In the early phases of kidney stone formation, these crystals bind together into irregular clumps. Organic matter and other mineral species later cake onto this core in successive layers, creating an outer shell. The process is very well known to geologists.
The presence of these layers also allowed the team to recreate the developmental history of the kidney stone, just like you would with a geological structure. Gaps in these layers point to certain parts of the stones — usually the interior dihydrate crystals — having dissolved in the past, the team reports. These gaps were subsequently filled, usually by calcium oxalate monohydrate crystals.
“In geology, when you see layers, that means that something older is underneath something younger,” Fouke said. “One layer may be deposited over the course of very short to very long periods of time.”
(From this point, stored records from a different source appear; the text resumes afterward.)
use anyhow::Context;
use csv::ReaderBuilder;
use intellisheet::automation::{ActionSpec, RuleStatus};
use intellisheet::execution::BLANK_CATEGORY;
use intellisheet::{CommandOutcome, Dataset, EngineConfig, SheetEngine};
use std::fs::File;
use std::io::{self, BufRead, Write};
use tracing_subscriber::EnvFilter;

const MAX_DISPLAY_ROWS: usize = 20;

fn load_csv(path: &str) -> anyhow::Result<Dataset> {
    let file = File::open(path).with_context(|| format!("opening {}", path))?;
    let mut reader = ReaderBuilder::new().has_headers(true).flexible(true).from_reader(file);
    let headers = reader.headers()?.iter().map(|s| s.to_string()).collect::<Vec<_>>();
    let mut rows = Vec::new();

    for result in reader.records() {
        let record = result?;
        let mut row: Vec<String> = record.iter().map(|s| s.to_string()).collect();
        // Short records are padded with blanks
        row.resize(headers.len(), String::new());
        rows.push(row);
    }

    Ok(Dataset::from_raw_rows(&headers, &rows)?)
}

fn print_rows(dataset: &Dataset, source_rows: &[usize]) {
    let names = dataset.column_names();
    if names.is_empty() {
        return;
    }
    print!("{:>6} |", "row");
    for name in &names {
        let name: String = name.chars().take(16).collect();
        print!(" {:>16} |", name);
    }
    println!();
    println!("{}", "-".repeat(8 + names.len() * 19));

    for row in 0..dataset.row_count().min(MAX_DISPLAY_ROWS) {
        let label = source_rows.get(row).copied().unwrap_or(row);
        print!("{:>6} |", label);
        for col in 0..names.len() {
            let text = match dataset.cell(row, col) {
                Some(cell) if !cell.is_null() => cell.to_string(),
                _ => BLANK_CATEGORY.to_string(),
            };
            let text: String = text.chars().take(16).collect();
            print!(" {:>16} |", text);
        }
        println!();
    }
    if dataset.row_count() > MAX_DISPLAY_ROWS {
        println!("... {} more rows", dataset.row_count() - MAX_DISPLAY_ROWS);
    }
}

fn print_outcome(outcome: &CommandOutcome) {
    match outcome {
        CommandOutcome::Rows { dataset, predicate, rows } => {
            if let Some(predicate) = predicate {
                println!(" Condition: {}", predicate);
            }
            println!(" Result: {} rows", dataset.row_count());
            let labels = if rows.len() == dataset.row_count() { rows.as_slice() } else { &[] };
            print_rows(dataset, labels);
        }
        CommandOutcome::Highlight { rows, predicate, flags } => {
            if let Some(predicate) = predicate {
                println!(" Condition: {}", predicate);
            }
            println!(" Highlighted rows ({}): {:?}", rows.len(), rows);
            for flag in flags.iter().take(MAX_DISPLAY_ROWS) {
                match &flag.column {
                    Some(column) => println!("   row {} [{}] {}: {}", flag.row_index, column, flag.kind, flag.detail),
                    None => println!("   row {} {}: {}", flag.row_index, flag.kind, flag.detail),
                }
            }
        }
        CommandOutcome::Chart(series) => {
            println!(
                " {:?} chart: {} of {} by {}",
                series.kind,
                series.metric,
                series.value_column.as_deref().unwrap_or("rows"),
                series.group_column
            );
            let max = series.points.iter().map(|p| p.value).fold(0.0_f64, f64::max);
            for point in &series.points {
                let width = if max > 0.0 { ((point.value / max) * 40.0).round() as usize } else { 0 };
                println!("   {:>20} | {:<40} {}", point.category, "#".repeat(width), point.value);
            }
        }
        CommandOutcome::Insights(records) => {
            for record in records {
                println!(
                    "   {:>20} {:>16} = {} (n={})",
                    record.column_or_group, record.metric_name, record.value, record.evidence_row_count
                );
            }
        }
    }
}

fn print_help() {
    println!("\n Available commands:");
    println!("   exit, quit, q          - Exit the REPL");
    println!("   help, ?                - Show this help");
    println!("   schema                 - Show inferred column types");
    println!("   report                 - Full data-quality report");
    println!("   apply                  - Keep the last show/filter/sort/remove result");
    println!("   reset                  - Go back to the loaded file");
    println!("   rule <name>: <cond>    - Highlight rows matching <cond> on every refresh");
    println!("   presets                - Add the low marks / low stock rules that fit");
    println!("   rules                  - Re-evaluate every automation rule");
    println!("   audit                  - Show the command audit trail");
    println!();
    println!("{}", SheetEngine::help());
}

fn main() -> anyhow::Result<()> {
    tracing_subscriber::fmt()
        .with_env_filter(
            EnvFilter::try_from_env("INTELLISHEET_LOG").unwrap_or_else(|_| EnvFilter::new("intellisheet=info")),
        )
        .with_writer(io::stderr)
        .with_target(false)
        .init();

    let mut args = std::env::args().skip(1);
    let Some(csv_path) = args.next() else {
        eprintln!("usage: intellisheet <data.csv> [config.json]");
        std::process::exit(2);
    };
    let config = match args.next() {
        Some(path) => EngineConfig::from_path(&path).with_context(|| format!("loading config {}", path))?,
        None => EngineConfig::default(),
    };

    let original = load_csv(&csv_path)?;
    let mut engine = SheetEngine::new(config)?;
    let mut current = original.clone();
    let mut pending: Option<Dataset> = None;

    println!(" IntelliSheet - plain-language commands over {}", csv_path);
    println!("{}", "=".repeat(80));
    println!(" Loaded {} rows, {} columns", current.row_count(), current.column_count());
    println!(" Type a command (or 'help', 'exit')");
    println!();

    let stdin = io::stdin();
    let mut lines = stdin.lock().lines();
    loop {
        print!("sheet> ");
        io::stdout().flush()?;
        let Some(line) = lines.next() else {
            break;
        };
        let line = line?;
        let line = line.trim();
        if line.is_empty() {
            continue;
        }

        match line {
            "exit" | "quit" | "q" => break,
            "help" | "?" => print_help(),
            "schema" => {
                let schema = engine.schema(&current);
                for column in schema.columns() {
                    println!(
                        "   {:>20}  {:<8} nulls={} sample={:?}",
                        column.name,
                        column.inferred_type.as_str(),
                        column.null_count,
                        column.distinct_sample
                    );
                }
            }
            "report" => match engine.quality_report(&current, None) {
                Ok(report) => {
                    println!(" {} flags over {} rows", report.flags.len(), report.row_count);
                    for summary in &report.missing_summary {
                        println!("   {:>20} missing {} ({:.1}%)", summary.column, summary.count, summary.percentage);
                    }
                    for flag in report.flags.iter().take(MAX_DISPLAY_ROWS) {
                        println!("   row {} {}: {}", flag.row_index, flag.kind, flag.detail);
                    }
                }
                Err(e) => println!(" Error: {}", e),
            },
            "apply" => match pending.take() {
                Some(next) => {
                    current = next;
                    println!(" Dataset now has {} rows", current.row_count());
                    report_rules(&mut engine, &current);
                }
                None => println!(" Nothing to apply"),
            },
            "reset" => {
                current = original.clone();
                pending = None;
                println!(" Back to {} rows", current.row_count());
                report_rules(&mut engine, &current);
            }
            "presets" => {
                let added = engine.add_presets(&current);
                println!(" Added {} preset rules", added.len());
                report_rules(&mut engine, &current);
            }
            "rules" => report_rules(&mut engine, &current),
            "audit" => {
                for entry in engine.audit_entries() {
                    let status = entry.error.as_deref().unwrap_or("ok");
                    println!("   {} {:<40} {}", entry.timestamp, entry.command, status);
                }
            }
            _ if line.starts_with("rule ") => {
                let body = &line["rule ".len()..];
                let Some((name, condition)) = body.split_once(':') else {
                    println!(" Usage: rule <name>: <condition>");
                    continue;
                };
                match engine.create_rule(name.trim(), condition.trim(), ActionSpec::Highlight, &current) {
                    Ok(id) => println!(" Rule {} added", id),
                    Err(e) => println!(" Error: {}", e),
                }
            }
            _ => match engine.execute(line, &current) {
                Ok(outcome) => {
                    print_outcome(&outcome);
                    if let CommandOutcome::Rows { dataset, .. } = outcome {
                        pending = Some(dataset);
                        println!(" Type 'apply' to keep this result");
                    }
                }
                Err(e) => println!(" Error: {}", e),
            },
        }
    }

    println!(" Goodbye!");
    Ok(())
}

fn report_rules(engine: &mut SheetEngine, dataset: &Dataset) {
    for outcome in engine.refresh_rules(dataset) {
        match outcome.status {
            RuleStatus::Fired { action, rows } => match action {
                ActionSpec::Notify { message } if !rows.is_empty() => {
                    println!(" [{}] {}: rows {:?}", outcome.name, message, rows)
                }
                _ => println!(" [{}] {} rows", outcome.name, rows.len()),
            },
            RuleStatus::Deactivated { error } => println!(" [{}] deactivated: {}", outcome.name, error),
            RuleStatus::Failed { error } => println!(" [{}] failed: {}", outcome.name, error),
            RuleStatus::Inactive => {}
        }
    }
}
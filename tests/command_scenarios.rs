//! End-to-end command scenarios through the public API
//!
//! Run with: `cargo test --test command_scenarios`

use intellisheet::command::{CommandParser, Verb};
use intellisheet::query::{BoolOp, CompareOp, PredicateCompiler};
use intellisheet::quality::IssueKind;
use intellisheet::{inspect, CellValue, CommandOutcome, Dataset, EngineConfig, EngineError, Predicate, SheetEngine, TypeTag};

fn sales() -> Dataset {
    Dataset::from_rows(
        &["region", "revenue"],
        vec![
            vec!["west".into(), 1200.0.into()],
            vec!["east".into(), 800.0.into()],
            vec!["west".into(), CellValue::Null],
        ],
    )
    .unwrap()
}

fn engine() -> SheetEngine {
    SheetEngine::new(EngineConfig::default()).unwrap()
}

#[test]
fn test_show_revenue_and_region() {
    let config = EngineConfig::default();
    let dataset = sales();
    let schema = inspect(&dataset, &config);
    assert_eq!(schema.get("region").unwrap().inferred_type, TypeTag::Text);
    assert_eq!(schema.get("revenue").unwrap().inferred_type, TypeTag::Numeric);
    assert_eq!(schema.get("revenue").unwrap().null_count, 1);

    let parsed = CommandParser::new(&config)
        .parse("show rows where revenue is greater than 1000 and region is west")
        .unwrap();
    let predicate = PredicateCompiler::new(&config).compile(&parsed, &schema).unwrap().unwrap();
    assert_eq!(
        predicate,
        Predicate::Boolean {
            op: BoolOp::And,
            children: vec![
                Predicate::compare("revenue", TypeTag::Numeric, CompareOp::Gt, CellValue::Number(1000.0)),
                Predicate::compare("region", TypeTag::Text, CompareOp::Eq, CellValue::Text("west".to_string())),
            ],
        }
    );

    let outcome = engine()
        .execute("show rows where revenue is greater than 1000 and region is west", &dataset)
        .unwrap();
    let CommandOutcome::Rows { rows, dataset: view, .. } = outcome else {
        panic!("show should return rows");
    };
    assert_eq!(rows, vec![0]);
    assert_eq!(view.cell(0, 0), Some(&CellValue::Text("west".to_string())));
}

#[test]
fn test_highlight_missing_values_flags_revenue_row_two() {
    let outcome = engine().execute("highlight rows with missing values", &sales()).unwrap();
    let CommandOutcome::Highlight { rows, flags, predicate } = outcome else {
        panic!("highlight should return flags");
    };
    assert!(predicate.is_none());
    assert_eq!(rows, vec![2]);
    assert_eq!(flags.len(), 1);
    assert_eq!(flags[0].kind, IssueKind::Missing);
    assert_eq!(flags[0].row_index, 2);
    assert_eq!(flags[0].column.as_deref(), Some("revenue"));
}

#[test]
fn test_misspelled_filler_surfaces_unknown_column() {
    let config = EngineConfig::default();
    let parsed = CommandParser::new(&config).parse("filter wherre revenue > 1000").unwrap();
    assert_eq!(parsed.verb, Verb::Filter);

    let err = engine().execute("filter wherre revenue > 1000", &sales()).unwrap_err();
    match err {
        EngineError::UnknownColumn { phrase, candidates } => {
            assert_eq!(phrase, "wherre revenue");
            assert_eq!(candidates.first().map(String::as_str), Some("revenue"));
        }
        other => panic!("expected UnknownColumn, got {:?}", other),
    }
}

#[test]
fn test_correctly_spelled_filler_is_dropped() {
    let outcome = engine().execute("filter where revenue > 1000", &sales()).unwrap();
    let CommandOutcome::Rows { rows, .. } = outcome else {
        panic!("filter should return rows");
    };
    assert_eq!(rows, vec![0]);
}

#[test]
fn test_user_errors_are_not_internal() {
    let mut engine = engine();
    let dataset = sales();
    for command in ["jump revenue > 1", "show revenue > lots", "show profit > 3", "show revenue > 1 and"] {
        let err = engine.execute(command, &dataset).unwrap_err();
        assert!(err.is_user_error(), "{} gave {:?}", command, err);
    }
    assert!(matches!(
        engine.execute("show revenue > lots", &dataset).unwrap_err(),
        EngineError::TypeMismatch { .. }
    ));
}

#[test]
fn test_failed_command_leaves_dataset_untouched() {
    let mut engine = engine();
    let dataset = sales();
    assert!(engine.execute("remove rows where revenue > lots", &dataset).is_err());
    assert_eq!(dataset.row_count(), 3);

    let outcome = engine.execute("remove rows where region is west", &dataset).unwrap();
    let CommandOutcome::Rows { dataset: remaining, rows, .. } = outcome else {
        panic!("remove should return rows");
    };
    assert_eq!(rows, vec![0, 2]);
    assert_eq!(remaining.row_count(), 1);
    assert_eq!(dataset.row_count(), 3);
}

#[test]
fn test_or_then_and_applies_left_to_right() {
    // (region = east OR region = west) AND revenue > 1000 keeps only row 0;
    // conventional precedence would also keep row 1
    let outcome = engine()
        .execute("show region is east or region is west and revenue > 1000", &sales())
        .unwrap();
    let CommandOutcome::Rows { rows, .. } = outcome else {
        panic!("show should return rows");
    };
    assert_eq!(rows, vec![0]);
}

#[test]
fn test_remove_duplicates() {
    let dataset = Dataset::from_rows(
        &["name", "score"],
        vec![
            vec!["amy".into(), 70.0.into()],
            vec!["bob".into(), 55.0.into()],
            vec!["amy".into(), 70.0.into()],
        ],
    )
    .unwrap();
    let outcome = engine().execute("remove duplicates", &dataset).unwrap();
    let CommandOutcome::Rows { dataset: remaining, rows, .. } = outcome else {
        panic!("remove should return rows");
    };
    assert_eq!(rows, vec![2]);
    assert_eq!(remaining.row_count(), 2);
}

#[test]
fn test_pie_chart_counts_categories() {
    let outcome = engine().execute("pie chart of region", &sales()).unwrap();
    let CommandOutcome::Chart(series) = outcome else {
        panic!("chart should return a series");
    };
    assert_eq!(series.group_column, "region");
    assert_eq!(series.points.len(), 2);
    assert_eq!(series.points[0].category, "west");
    assert_eq!(series.points[0].value, 2.0);
}

#[test]
fn test_summarize_filtered_subset() {
    let outcome = engine().execute("summarize where region is west", &sales()).unwrap();
    let CommandOutcome::Insights(records) = outcome else {
        panic!("summarize should return insights");
    };
    let rows = records
        .iter()
        .find(|r| r.column_or_group == "dataset" && r.metric_name == "rows")
        .unwrap();
    assert_eq!(rows.evidence_row_count, 2);
}

#[test]
fn test_raw_column_name_wins_over_lookalike() {
    let data = Dataset::from_rows(
        &["Sales Q1", "sales_q1"],
        vec![vec![10.0.into(), 80.0.into()], vec![90.0.into(), 20.0.into()]],
    )
    .unwrap();
    let outcome = engine().execute("show sales_q1 > 50", &data).unwrap();
    let CommandOutcome::Rows { rows, predicate, .. } = outcome else {
        panic!("show should return rows");
    };
    assert_eq!(rows, vec![0]);
    assert!(predicate.unwrap().to_string().contains("sales_q1"));
}

#[test]
fn test_line_chart_orders_by_date() {
    let data = Dataset::from_raw_rows(
        &["day", "revenue"],
        &[
            vec!["2024-03-01".to_string(), "10".to_string()],
            vec!["2024-01-01".to_string(), "500".to_string()],
            vec!["2024-02-01".to_string(), "70".to_string()],
        ],
    )
    .unwrap();
    let outcome = engine().execute("line chart of sum of revenue by day", &data).unwrap();
    let CommandOutcome::Chart(series) = outcome else {
        panic!("line chart should return a series");
    };
    let days: Vec<&str> = series.points.iter().map(|p| p.category.as_str()).collect();
    assert_eq!(days, vec!["2024-01-01", "2024-02-01", "2024-03-01"]);
    assert_eq!(series.points[0].value, 500.0);
}

#[test]
fn test_summarize_named_column() {
    let outcome = engine().execute("summarize revenue where region is west", &sales()).unwrap();
    let CommandOutcome::Insights(records) = outcome else {
        panic!("summarize should return insights");
    };
    assert!(records.iter().any(|r| r.column_or_group == "revenue"));
    assert!(!records.iter().any(|r| r.column_or_group == "region"));

    let err = engine().execute("summarize email", &sales()).unwrap_err();
    assert!(matches!(err, EngineError::UnknownColumn { .. }));
}

#[test]
fn test_row_limit_rejects_eagerly() {
    let config = EngineConfig {
        max_rows: 2,
        ..EngineConfig::default()
    };
    let mut engine = SheetEngine::new(config).unwrap();
    let err = engine.execute("show revenue > 1", &sales()).unwrap_err();
    assert_eq!(err, EngineError::row_limit(3, 2));
}
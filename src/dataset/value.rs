/// Cell values and logical column types
///
/// Cells arrive either already typed or as raw text. Every comparison, scan and
/// statistic goes through `coerce_to`, so a raw "1200" and a typed 1200.0 behave
/// the same once the column is known to be numeric.
use chrono::{NaiveDate, NaiveDateTime};
use ordered_float::OrderedFloat;
use serde::{Deserialize, Serialize};
use std::cmp::Ordering;
use std::fmt;

/// Logical type of a column or literal
#[derive(Clone, Copy, Debug, PartialEq, Eq, Hash, PartialOrd, Ord, Serialize, Deserialize)]
#[serde(rename_all = "lowercase")]
pub enum TypeTag {
    Numeric,
    Date,
    Boolean,
    Text,
}

impl TypeTag {
    pub fn as_str(&self) -> &'static str {
        match self {
            TypeTag::Numeric => "numeric",
            TypeTag::Date => "date",
            TypeTag::Boolean => "boolean",
            TypeTag::Text => "text",
        }
    }

    pub fn from_name(name: &str) -> Option<Self> {
        match name {
            "numeric" => Some(TypeTag::Numeric),
            "date" => Some(TypeTag::Date),
            "boolean" => Some(TypeTag::Boolean),
            "text" => Some(TypeTag::Text),
            _ => None,
        }
    }

    /// Inference candidates, highest priority first
    pub fn inference_order() -> [TypeTag; 3] {
        [TypeTag::Numeric, TypeTag::Date, TypeTag::Boolean]
    }
}

impl fmt::Display for TypeTag {
    fn fmt(&self, f: &mut fmt::Formatter<'_>) -> fmt::Result {
        f.write_str(self.as_str())
    }
}

/// A single spreadsheet cell
#[derive(Clone, Debug, Serialize, Deserialize)]
#[serde(tag = "type", content = "value", rename_all = "lowercase")]
pub enum CellValue {
    Number(f64),
    Text(String),
    Bool(bool),
    Date(NaiveDate),
    Null,
}

const DATE_FORMATS: &[&str] = &["%Y-%m-%d", "%Y/%m/%d", "%m/%d/%Y", "%d %B %Y", "%B %d %Y", "%b %d %Y"];
const DATETIME_FORMATS: &[&str] = &["%Y-%m-%d %H:%M:%S", "%Y-%m-%dT%H:%M:%S", "%Y-%m-%d %H:%M"];

/// Parse a number the way spreadsheet users type it ("1,200", "$35.50")
pub fn parse_number(raw: &str) -> Option<f64> {
    let trimmed = raw.trim();
    let trimmed = trimmed.strip_prefix('$').unwrap_or(trimmed);
    if trimmed.is_empty() {
        return None;
    }
    let cleaned = if trimmed.contains(',') {
        strip_thousands_separators(trimmed)?
    } else {
        trimmed.to_string()
    };
    match cleaned.parse::<f64>() {
        Ok(v) if v.is_finite() => Some(v),
        _ => None,
    }
}

/// "1,234,567.5" -> "1234567.5". Commas are only accepted between
/// three-digit groups of the integer part; "1,2,3" or "12,34" is not a number.
fn strip_thousands_separators(text: &str) -> Option<String> {
    let (sign, unsigned) = match text.strip_prefix('-') {
        Some(rest) => ("-", rest),
        None => ("", text),
    };
    let (integer, fraction) = match unsigned.split_once('.') {
        Some((integer, fraction)) => (integer, Some(fraction)),
        None => (unsigned, None),
    };
    if fraction.map_or(false, |f| f.contains(',')) {
        return None;
    }
    let mut groups = integer.split(',');
    let first = groups.next()?;
    if first.is_empty() || first.len() > 3 || !first.bytes().all(|b| b.is_ascii_digit()) {
        return None;
    }
    let mut digits = first.to_string();
    for group in groups {
        if group.len() != 3 || !group.bytes().all(|b| b.is_ascii_digit()) {
            return None;
        }
        digits.push_str(group);
    }
    Some(match fraction {
        Some(f) => format!("{}{}.{}", sign, digits, f),
        None => format!("{}{}", sign, digits),
    })
}

pub fn parse_date(raw: &str) -> Option<NaiveDate> {
    let trimmed = raw.trim();
    if trimmed.is_empty() {
        return None;
    }
    DATE_FORMATS
        .iter()
        .find_map(|fmt| NaiveDate::parse_from_str(trimmed, fmt).ok())
        .or_else(|| {
            DATETIME_FORMATS
                .iter()
                .find_map(|fmt| NaiveDateTime::parse_from_str(trimmed, fmt).ok())
                .map(|dt| dt.date())
        })
}

pub fn parse_bool(raw: &str) -> Option<bool> {
    match raw.trim().to_lowercase().as_str() {
        "true" | "yes" => Some(true),
        "false" | "no" => Some(false),
        _ => None,
    }
}

impl CellValue {
    /// Build a cell from raw loader text; blank strings become Null
    pub fn from_raw(raw: &str) -> Self {
        if raw.trim().is_empty() {
            CellValue::Null
        } else {
            CellValue::Text(raw.to_string())
        }
    }

    /// Null or a blank text cell
    pub fn is_null(&self) -> bool {
        match self {
            CellValue::Null => true,
            CellValue::Text(s) => s.trim().is_empty(),
            CellValue::Number(v) => v.is_nan(),
            _ => false,
        }
    }

    /// True when the cell parses as `tag`. Null cells never match.
    pub fn matches_type(&self, tag: TypeTag) -> bool {
        self.coerce_to(tag).is_some()
    }

    /// Convert to `tag`, or None when the cell is null or cannot represent it
    pub fn coerce_to(&self, tag: TypeTag) -> Option<CellValue> {
        if self.is_null() {
            return None;
        }
        match (self, tag) {
            (CellValue::Number(v), TypeTag::Numeric) => Some(CellValue::Number(*v)),
            (CellValue::Date(d), TypeTag::Date) => Some(CellValue::Date(*d)),
            (CellValue::Bool(b), TypeTag::Boolean) => Some(CellValue::Bool(*b)),
            (CellValue::Text(s), TypeTag::Numeric) => parse_number(s).map(CellValue::Number),
            (CellValue::Text(s), TypeTag::Date) => parse_date(s).map(CellValue::Date),
            (CellValue::Text(s), TypeTag::Boolean) => parse_bool(s).map(CellValue::Bool),
            (_, TypeTag::Text) => Some(CellValue::Text(self.to_string())),
            _ => None,
        }
    }

    pub fn as_number(&self) -> Option<f64> {
        match self.coerce_to(TypeTag::Numeric) {
            Some(CellValue::Number(v)) => Some(v),
            _ => None,
        }
    }

    pub fn as_date(&self) -> Option<NaiveDate> {
        match self.coerce_to(TypeTag::Date) {
            Some(CellValue::Date(d)) => Some(d),
            _ => None,
        }
    }

    /// Type carried by an already-typed value; raw text reports Text
    pub fn type_tag(&self) -> Option<TypeTag> {
        match self {
            CellValue::Number(_) => Some(TypeTag::Numeric),
            CellValue::Text(_) => Some(TypeTag::Text),
            CellValue::Bool(_) => Some(TypeTag::Boolean),
            CellValue::Date(_) => Some(TypeTag::Date),
            CellValue::Null => None,
        }
    }

    /// Ordering between two values of the same coerced type.
    /// Text compares case-insensitively; mixed variants are unordered.
    pub fn compare(&self, other: &CellValue) -> Option<Ordering> {
        match (self, other) {
            (CellValue::Number(a), CellValue::Number(b)) => a.partial_cmp(b),
            (CellValue::Date(a), CellValue::Date(b)) => Some(a.cmp(b)),
            (CellValue::Bool(a), CellValue::Bool(b)) => Some(a.cmp(b)),
            (CellValue::Text(a), CellValue::Text(b)) => Some(a.to_lowercase().cmp(&b.to_lowercase())),
            _ => None,
        }
    }
}

impl fmt::Display for CellValue {
    fn fmt(&self, f: &mut fmt::Formatter<'_>) -> fmt::Result {
        match self {
            CellValue::Number(v) => write!(f, "{}", v),
            CellValue::Text(v) => write!(f, "{}", v),
            CellValue::Bool(v) => write!(f, "{}", v),
            CellValue::Date(v) => write!(f, "{}", v.format("%Y-%m-%d")),
            CellValue::Null => write!(f, ""),
        }
    }
}

impl std::hash::Hash for CellValue {
    fn hash<H: std::hash::Hasher>(&self, state: &mut H) {
        match self {
            CellValue::Number(v) => {
                0u8.hash(state);
                OrderedFloat(*v).hash(state);
            }
            CellValue::Text(v) => {
                1u8.hash(state);
                v.hash(state);
            }
            CellValue::Bool(v) => {
                2u8.hash(state);
                v.hash(state);
            }
            CellValue::Date(v) => {
                3u8.hash(state);
                v.hash(state);
            }
            CellValue::Null => {
                4u8.hash(state);
            }
        }
    }
}

// Floats compare through OrderedFloat so Eq stays lawful for NaN
impl PartialEq for CellValue {
    fn eq(&self, other: &Self) -> bool {
        match (self, other) {
            (CellValue::Number(a), CellValue::Number(b)) => OrderedFloat(*a) == OrderedFloat(*b),
            (CellValue::Text(a), CellValue::Text(b)) => a == b,
            (CellValue::Bool(a), CellValue::Bool(b)) => a == b,
            (CellValue::Date(a), CellValue::Date(b)) => a == b,
            (CellValue::Null, CellValue::Null) => true,
            _ => false,
        }
    }
}

impl Eq for CellValue {}

impl From<f64> for CellValue {
    fn from(v: f64) -> Self {
        CellValue::Number(v)
    }
}

impl From<i64> for CellValue {
    fn from(v: i64) -> Self {
        CellValue::Number(v as f64)
    }
}

impl From<&str> for CellValue {
    fn from(v: &str) -> Self {
        CellValue::Text(v.to_string())
    }
}

impl From<bool> for CellValue {
    fn from(v: bool) -> Self {
        CellValue::Bool(v)
    }
}

impl From<NaiveDate> for CellValue {
    fn from(v: NaiveDate) -> Self {
        CellValue::Date(v)
    }
}

impl<T: Into<CellValue>> From<Option<T>> for CellValue {
    fn from(v: Option<T>) -> Self {
        v.map(Into::into).unwrap_or(CellValue::Null)
    }
}

#[cfg(test)]
mod tests {
    use super::*;

    #[test]
    fn test_parse_number_accepts_spreadsheet_formats() {
        assert_eq!(parse_number("1,200"), Some(1200.0));
        assert_eq!(parse_number(" $35.5 "), Some(35.5));
        assert_eq!(parse_number("-4"), Some(-4.0));
        assert_eq!(parse_number("NaN"), None);
        assert_eq!(parse_number("west"), None);
    }

    #[test]
    fn test_commas_only_between_thousands() {
        assert_eq!(parse_number("1,234,567.25"), Some(1_234_567.25));
        assert_eq!(parse_number("-12,000"), Some(-12_000.0));
        assert_eq!(parse_number("$1,500"), Some(1500.0));
        assert_eq!(parse_number("1,2,3"), None);
        assert_eq!(parse_number("12,34"), None);
        assert_eq!(parse_number("1234,567"), None);
        assert_eq!(parse_number(",100"), None);
        assert_eq!(parse_number("1.5,000"), None);
    }

    #[test]
    fn test_parse_date_formats() {
        let expected = NaiveDate::from_ymd_opt(2024, 3, 15).unwrap();
        assert_eq!(parse_date("2024-03-15"), Some(expected));
        assert_eq!(parse_date("2024/03/15"), Some(expected));
        assert_eq!(parse_date("03/15/2024"), Some(expected));
        assert_eq!(parse_date("2024-03-15 10:30:00"), Some(expected));
        assert_eq!(parse_date("march 15 2024"), Some(expected));
        assert_eq!(parse_date("soon"), None);
    }

    #[test]
    fn test_bool_keywords_case_insensitive() {
        assert_eq!(parse_bool("YES"), Some(true));
        assert_eq!(parse_bool("False"), Some(false));
        assert_eq!(parse_bool("1"), None);
    }

    #[test]
    fn test_blank_text_is_null() {
        assert!(CellValue::from_raw("   ").is_null());
        assert!(CellValue::Text(String::new()).is_null());
        assert!(CellValue::Number(f64::NAN).is_null());
        assert!(!CellValue::from_raw("0").is_null());
    }

    #[test]
    fn test_coerce_raw_text() {
        let cell = CellValue::from_raw("1200");
        assert_eq!(cell.coerce_to(TypeTag::Numeric), Some(CellValue::Number(1200.0)));
        assert_eq!(cell.coerce_to(TypeTag::Boolean), None);
        assert_eq!(CellValue::Null.coerce_to(TypeTag::Text), None);
        assert_eq!(
            CellValue::Number(3.0).coerce_to(TypeTag::Text),
            Some(CellValue::Text("3".to_string()))
        );
    }

    #[test]
    fn test_text_compare_ignores_case() {
        let a = CellValue::from("West");
        let b = CellValue::from("west");
        assert_eq!(a.compare(&b), Some(Ordering::Equal));
        assert_eq!(CellValue::Number(1.0).compare(&CellValue::from("1")), None);
    }
}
“Therefore, just one rock represents a whole series of events over time that are critical to deciphering the history of kidney stone disease,” Fouke said.
The research shows that, far from being a single lump of stable crystal, kidney stones are actually a hodge-podge of whatever minerals and organic substances happened to trail along the kidney during the stone’s lifetime. They are also very dynamic, evolving continuously, potentially encasing a history of the body’s going-ons over time.
“Given these rough estimates, each nano-layer may have formed on a sub-daily basis of hours or in some cases even minutes,” the paper reads.
“If correct, kidney stones could be ‘read’ in the future under clinical conditions as an unprecedented ultrahigh-sensitivity record of in vivo human renal function and dynamic biogeochemical reactions.”
The paper “Geobiology reveals how human kidney stones dissolve in vivo” has been published in the journal Nature.